I also keep a starter and bake sourdough regularly.
The only thing IMHO that can be an issue is just eating too much carbs (because it's so damn good) or sensitivity to gluten. However, it is known that sourdough/pain-au-levain is more digestible than regular bread for folks with gluten intolerance. Sourdough is decidedly more acidic (that's why it's called "sour") than dough which has been risen with commercial yeast. This acid partially breaks down the gluten in the dough during fermentation.
People have been eating naturally fermented bread since the dawn of civilization. The bacteria and yeast in properly fermenting dough do an excellent job of keeping any nasty stuff out.
> However, it is known that sourdough/pain-au-levain is more digestible than regular bread for folks with gluten intolerance.
I’ve heard this many times, but I don’t know if it rises to the level of “it’s known”. It’s not even clearly known that “gluten intolerance” exists outside the context of celiac disease, and sourdough definitely does not help with celiac.
There is a theory that “gluten intolerance” is actually intolerance of certain sugars, sometimes called FODMAPs, that are found in wheat, rye, barley, and quite a few non-cereal foods. I’ve never seen a paper about this, but I could easily believe that many sourdoughs ferment those sugars, making the bread more tolerable.

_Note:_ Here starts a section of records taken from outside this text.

use std::collections::BTreeMap;
use std::fs;
use std::path::{Path, PathBuf};

use tessera_core::serialize;
use tracing::debug;

use crate::error::StateError;

/// Key/value persistence with staged writes.
///
/// Writes stay pending and visible to reads until [`Storage::commit`]
/// applies them or [`Storage::rollback`] discards them.
pub trait Storage: Send + Sync {
    /// Staged value if any, otherwise the committed one
    fn get(&self, key: &[u8]) -> Option<Vec<u8>>;

    fn put(&mut self, key: &[u8], value: &[u8]);

    fn delete(&mut self, key: &[u8]);

    /// Apply every staged write and persist the result
    fn commit(&mut self) -> Result<(), StateError>;

    fn rollback(&mut self);
}

/// Committed entries plus the pending overlay (`None` marks a delete)
#[derive(Debug, Clone, Default)]
struct Staged {
    committed: BTreeMap<Vec<u8>, Vec<u8>>,
    pending: BTreeMap<Vec<u8>, Option<Vec<u8>>>,
}

impl Staged {
    fn get(&self, key: &[u8]) -> Option<Vec<u8>> {
        match self.pending.get(key) {
            Some(pending) => pending.clone(),
            None => self.committed.get(key).cloned(),
        }
    }

    fn stage(&mut self, key: &[u8], value: Option<&[u8]>) {
        self.pending.insert(key.to_vec(), value.map(<[u8]>::to_vec));
    }

    fn apply(&mut self) -> usize {
        let pending = std::mem::take(&mut self.pending);
        let count = pending.len();
        for (key, value) in pending {
            match value {
                Some(value) => {
                    self.committed.insert(key, value);
                }
                None => {
                    self.committed.remove(&key);
                }
            }
        }
        count
    }
}

/// Volatile storage, used in tests and when no data directory is configured
#[derive(Debug, Clone, Default)]
pub struct MemoryStorage {
    inner: Staged,
}

impl MemoryStorage {
    pub fn new() -> Self {
        Self::default()
    }

    /// Number of committed keys
    pub fn len(&self) -> usize {
        self.inner.committed.len()
    }

    pub fn is_empty(&self) -> bool {
        self.inner.committed.is_empty()
    }
}

impl Storage for MemoryStorage {
    fn get(&self, key: &[u8]) -> Option<Vec<u8>> {
        self.inner.get(key)
    }

    fn put(&mut self, key: &[u8], value: &[u8]) {
        self.inner.stage(key, Some(value));
    }

    fn delete(&mut self, key: &[u8]) {
        self.inner.stage(key, None);
    }

    fn commit(&mut self) -> Result<(), StateError> {
        self.inner.apply();
        Ok(())
    }

    fn rollback(&mut self) {
        self.inner.pending.clear();
    }
}

/// Storage persisted as one bincode file, rewritten atomically on commit
#[derive(Debug, Clone)]
pub struct FileStorage {
    path: PathBuf,
    inner: Staged,
}

impl FileStorage {
    /// Open `path`, loading its entries if the file exists
    pub fn open<P: Into<PathBuf>>(path: P) -> Result<Self, StateError> {
        let path = path.into();
        let committed = match fs::read(&path) {
            Ok(bytes) if bytes.is_empty() => BTreeMap::new(),
            Ok(bytes) => serialize::from_bytes(&bytes)
                .map_err(|e| StateError::Serialization(e.to_string()))?,
            Err(e) if e.kind() == std::io::ErrorKind::NotFound => BTreeMap::new(),
            Err(e) => return Err(StateError::Storage(e.to_string())),
        };
        debug!(path = %path.display(), keys = committed.len(), "opened file storage");
        Ok(FileStorage {
            path,
            inner: Staged {
                committed,
                pending: BTreeMap::new(),
            },
        })
    }

    pub fn path(&self) -> &Path {
        &self.path
    }

    fn write_snapshot(&self) -> Result<(), StateError> {
        if let Some(parent) = self.path.parent() {
            fs::create_dir_all(parent).map_err(|e| StateError::Storage(e.to_string()))?;
        }
        let bytes = serialize::to_bytes(&self.inner.committed)
            .map_err(|e| StateError::Serialization(e.to_string()))?;
        let tmp_path = self.path.with_extension("tmp");
        fs::write(&tmp_path, &bytes).map_err(|e| StateError::Storage(e.to_string()))?;
        fs::rename(&tmp_path, &self.path).map_err(|e| StateError::Storage(e.to_string()))?;
        Ok(())
    }
}

impl Storage for FileStorage {
    fn get(&self, key: &[u8]) -> Option<Vec<u8>> {
        self.inner.get(key)
    }

    fn put(&mut self, key: &[u8], value: &[u8]) {
        self.inner.stage(key, Some(value));
    }

    fn delete(&mut self, key: &[u8]) {
        self.inner.stage(key, None);
    }

    fn commit(&mut self) -> Result<(), StateError> {
        if self.inner.apply() > 0 {
            self.write_snapshot()?;
        }
        Ok(())
    }

    fn rollback(&mut self) {
        self.inner.pending.clear();
    }
}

Finally, a little anecdote about gluten intolerance. I know someone who claimed to be gluten intolerant. She felt much better when she avoided gluten. At one point, I baked a fresh challah, and she decided to make an exception and try the challah. After eating maybe a pound of challah all by itself, she felt terrible. And lo and behold, we had a diagnosis! Eating large amounts of bread made her feel sick! Now she eats bread in moderation and she feels okay :)
I own restaurants. I have to force myself to not roll my eyes at the numbers of people who come in with growing fear of gluten claiming to be allergic to it. One parent even asked us to prepare one child's salad with separate utensils to avoid even the slightest contact with bread. Touching bread does not cause a reaction to gluten.

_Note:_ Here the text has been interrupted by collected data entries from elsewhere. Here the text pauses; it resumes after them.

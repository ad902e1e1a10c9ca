//! Registry chain transaction settlement with a bounded retry policy.
//!
//! Every interaction is retried at most `retries` times and never past
//! `timeout`. Errors are classified per attempt: transient ones retry the
//! same request, fee and nonce rejections retry with a bumped fee, anything
//! else fails immediately.

use std::future::Future;
use std::sync::atomic::{AtomicU64, Ordering};
use std::time::Duration;

use serde::Deserialize;
use serde_json::{json, Value};
use thiserror::Error;
use tokio::time::{sleep, Instant};
use tracing::{debug, info, warn};

use crate::error::SettlementError;

pub const DEFAULT_TIMEOUT: Duration = Duration::from_secs(60);
pub const DEFAULT_RETRIES: u32 = 5;
pub const DEFAULT_SLEEP: Duration = Duration::from_secs(3);

const REPRICE_ERRORS: [&str; 3] = ["FeeTooLow", "underpriced", "nonce too low"];
const TRANSIENT_ERRORS: [&str; 2] = ["wrong transaction nonce", "temporarily unavailable"];
const FEE_FIELDS: [&str; 3] = ["gasPrice", "maxFeePerGas", "maxPriorityFeePerGas"];

/// Error reported by a chain client for a single call
#[derive(Debug, Clone, PartialEq, Eq, Error)]
pub enum ClientError {
    #[error("connection error: {0}")]
    Connection(String),

    #[error("{0}")]
    Rpc(String),
}

#[derive(Debug, Clone, Copy, PartialEq, Eq)]
pub enum RetryAction {
    RetrySame,
    Reprice,
    Fatal,
}

pub fn classify(error: &ClientError) -> RetryAction {
    let message = match error {
        ClientError::Connection(_) => return RetryAction::RetrySame,
        ClientError::Rpc(message) => message,
    };
    if REPRICE_ERRORS.iter().any(|e| message.contains(e)) {
        RetryAction::Reprice
    } else if TRANSIENT_ERRORS.iter().any(|e| message.contains(e)) {
        RetryAction::RetrySame
    } else {
        RetryAction::Fatal
    }
}

/// Raise every fee field present in `request` by 10%, capped at the type maximum
pub fn reprice(request: &mut Value) {
    let Some(object) = request.as_object_mut() else {
        return;
    };
    for field in FEE_FIELDS {
        let Some(value) = object.get_mut(field) else {
            continue;
        };
        let bumped = match value {
            Value::Number(n) => n.as_u64().map(|fee| json!(fee.saturating_add(fee / 10))),
            Value::String(s) => s
                .strip_prefix("0x")
                .and_then(|hex| u128::from_str_radix(hex, 16).ok())
                .map(|fee| json!(format!("0x{:x}", fee.saturating_add(fee / 10)))),
            _ => None,
        };
        if let Some(bumped) = bumped {
            *value = bumped;
        }
    }
}

/// Chain access used by [`TxSettler`]
pub trait SettlementClient: Send + Sync {
    /// Fill in a transaction request; `None` means not ready yet
    fn build(&self, request: &Value)
        -> impl Future<Output = Result<Option<Value>, ClientError>> + Send;

    /// Submit a transaction and return its digest
    fn send(&self, tx: &Value) -> impl Future<Output = Result<String, ClientError>> + Send;

    /// Receipt of a submitted transaction; `None` while pending
    fn receipt(&self, digest: &str)
        -> impl Future<Output = Result<Option<Value>, ClientError>> + Send;
}

#[derive(Debug, Deserialize)]
struct JsonRpcReply {
    result: Option<Value>,
    error: Option<JsonRpcErrorBody>,
}

#[derive(Debug, Deserialize)]
struct JsonRpcErrorBody {
    #[serde(default)]
    code: i64,
    message: String,
}

/// JSON-RPC 2.0 client over HTTP
pub struct JsonRpcClient {
    client: reqwest::Client,
    url: String,
    next_id: AtomicU64,
}

impl JsonRpcClient {
    pub fn new(url: impl Into<String>) -> Self {
        JsonRpcClient {
            client: reqwest::Client::new(),
            url: url.into(),
            next_id: AtomicU64::new(1),
        }
    }

    pub fn url(&self) -> &str {
        &self.url
    }

    async fn call(&self, method: &str, params: Value) -> Result<Value, ClientError> {
        let id = self.next_id.fetch_add(1, Ordering::Relaxed);
        let body = json!({
            "jsonrpc": "2.0",
            "id": id,
            "method": method,
            "params": params,
        });

        let response = self
            .client
            .post(&self.url)
            .json(&body)
            .send()
            .await
            .map_err(|e| {
                if e.is_connect() || e.is_timeout() {
                    ClientError::Connection(e.to_string())
                } else {
                    ClientError::Rpc(e.to_string())
                }
            })?;
        let reply: JsonRpcReply = response
            .json()
            .await
            .map_err(|e| ClientError::Rpc(format!("invalid JSON-RPC reply: {}", e)))?;

        if let Some(error) = reply.error {
            debug!(method, code = error.code, "JSON-RPC error: {}", error.message);
            return Err(ClientError::Rpc(error.message));
        }
        Ok(reply.result.unwrap_or(Value::Null))
    }
}

impl SettlementClient for JsonRpcClient {
    async fn build(&self, request: &Value) -> Result<Option<Value>, ClientError> {
        let result = self.call("eth_fillTransaction", json!([request])).await?;
        if result.is_null() {
            return Ok(None);
        }
        Ok(Some(result.get("tx").cloned().unwrap_or(result)))
    }

    async fn send(&self, tx: &Value) -> Result<String, ClientError> {
        let result = self.call("eth_sendTransaction", json!([tx])).await?;
        result
            .as_str()
            .map(str::to_string)
            .ok_or_else(|| ClientError::Rpc("missing transaction hash in reply".to_string()))
    }

    async fn receipt(&self, digest: &str) -> Result<Option<Value>, ClientError> {
        let result = self
            .call("eth_getTransactionReceipt", json!([digest]))
            .await?;
        Ok((!result.is_null()).then_some(result))
    }
}

/// Builds, sends and waits for registry chain transactions
pub struct TxSettler<C: SettlementClient> {
    client: C,
    timeout: Duration,
    retries: u32,
    sleep: Duration,
}

impl<C: SettlementClient> TxSettler<C> {
    pub fn new(client: C) -> Self {
        TxSettler {
            client,
            timeout: DEFAULT_TIMEOUT,
            retries: DEFAULT_RETRIES,
            sleep: DEFAULT_SLEEP,
        }
    }

    pub fn with_timeout(mut self, timeout: Duration) -> Self {
        self.timeout = timeout;
        self
    }

    pub fn with_retries(mut self, retries: u32) -> Self {
        self.retries = retries;
        self
    }

    pub fn with_sleep(mut self, sleep: Duration) -> Self {
        self.sleep = sleep;
        self
    }

    pub fn client(&self) -> &C {
        &self.client
    }

    /// Build a transaction from `request`, repricing on fee rejections
    pub async fn build(&self, mut request: Value) -> Result<Value, SettlementError> {
        let deadline = Instant::now() + self.timeout;
        let mut last_error = None;
        let mut attempts = 0;

        while attempts < self.retries && Instant::now() <= deadline {
            attempts += 1;
            match self.client.build(&request).await {
                Ok(Some(tx)) => return Ok(tx),
                Ok(None) => debug!(attempts, "transaction not ready yet"),
                Err(e) => match classify(&e) {
                    RetryAction::Fatal => return Err(SettlementError::Build(e.to_string())),
                    action => {
                        warn!(
                            "Error occured when interacting with chain: {}; will retry in {:?}...",
                            e, self.sleep
                        );
                        if action == RetryAction::Reprice {
                            reprice(&mut request);
                        }
                        last_error = Some(e.to_string());
                    }
                },
            }
            sleep(self.sleep).await;
        }

        Err(SettlementError::Timeout {
            context: "Timed out when building the transaction".to_string(),
            last_error,
        })
    }

    /// Send `tx` and wait for its receipt
    pub async fn transact(&self, tx: &Value) -> Result<Value, SettlementError> {
        let digest = self.client.send(tx).await.map_err(|e| match e {
            ClientError::Connection(msg) => SettlementError::Rpc(msg),
            ClientError::Rpc(msg) => SettlementError::Send(msg),
        })?;
        info!(digest = %digest, "transaction sent");

        let deadline = Instant::now() + self.timeout;
        let mut last_error = None;
        let mut attempts = 0;

        while attempts < self.retries && Instant::now() <= deadline {
            attempts += 1;
            match self.client.receipt(&digest).await {
                Ok(Some(receipt)) => return Ok(receipt),
                Ok(None) => {}
                Err(e) => last_error = Some(e.to_string()),
            }
            sleep(self.sleep).await;
        }

        Err(SettlementError::Timeout {
            context: "Timed out when waiting for transaction to go through".to_string(),
            last_error,
        })
    }

    pub async fn settle(&self, request: Value) -> Result<Value, SettlementError> {
        let tx = self.build(request).await?;
        self.transact(&tx).await
    }
}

So I think we should distinguish between "gluten intolerance" (which is often self-diagnosed) and "celiac disease" (actual medical condition with allergic reaction to gluten). For people with the latter, even trace amounts of gluten are harmful:
The generally accepted safe threshold of gluten intake for people with celiac disease is somewhere on the order between 6 and 30mg (depending on the study). Even that may be high, there are case studies of individuals where as little as 1mg of gluten prevented recovery of their gut:
So the parent that asked for separate utensils is not insane; sharing a bread knife between gluten-free and gluten-containing bread can be harmful already.
(A close family member and another close friend of mine have celiac disease, and it is seriously not a joke)
A slice of bread weighs about an ounce or 28 grams. There is less than 3 grams of protein in a slice of bread. About 80% of the protein is gluten which gives 2.5 grams of gluten per slice. So at the lowest exposure level, 1 milligram, this would mean making sure not to eat 1/2500th of the slice of bread. The slice of bread is about 4 inches by 4 inches by 0.5 inches giving a volume of 8 cubic inches. 1/2500th of that slice is 0.0032 cubic inches or a cubic piece >1/8 inch on each side.
Based on the above calculation, I think it's probably ok to use the same utensil as long as there are no obvious crumbs.
For a child with celiac disease, eating even a few crumbs of gluten is enough to set off the auto-immune reaction and cause intestinal damage. I agree that a lot of the fear of gluten is overblown, but there are people for whom it really does matter.
Celiac disease isn't funny. Some people are sensitive enough that even the type of contact you describe transfers enough gluten (from the bread to the plate to the actual food consumed) to set off a reaction. I have several friends with celiac, and one of them was recently hospitalized after a restaurant server decided to "test" their claim about having celiac. That server has since been fired by the restaurant and facing assault charges; her (now former) employer is looking at a pretty heft lawsuit.
Please let us know what those restaurants are so we can avoid them, and any future restaurants you own.
Perhaps you should consider a different line of work? One in which you aren't in a position to serve people food that can make them seriously ill. Either that, or perhaps accept reality and choose to not be condescending and flippant toward people who have genuine concerns for their health.
The only thing IMHO that can be an issue is just eating too much carbs (because it's so damn good) or sensitivity to gluten. However, it is known that sourdough/pain-au-levain is more digestible than regular bread for folks with gluten intolerance. Sourdough is decidedly more acidic (that's why it's called "sour") than dough which has been risen with commercial yeast. This acid partially breaks down the gluten in the dough during fermentation.
People have been eating naturally fermented bread since the dawn of civilization. The bacteria and yeast in properly fermenting dough do an excellent job of keeping any nasty stuff out.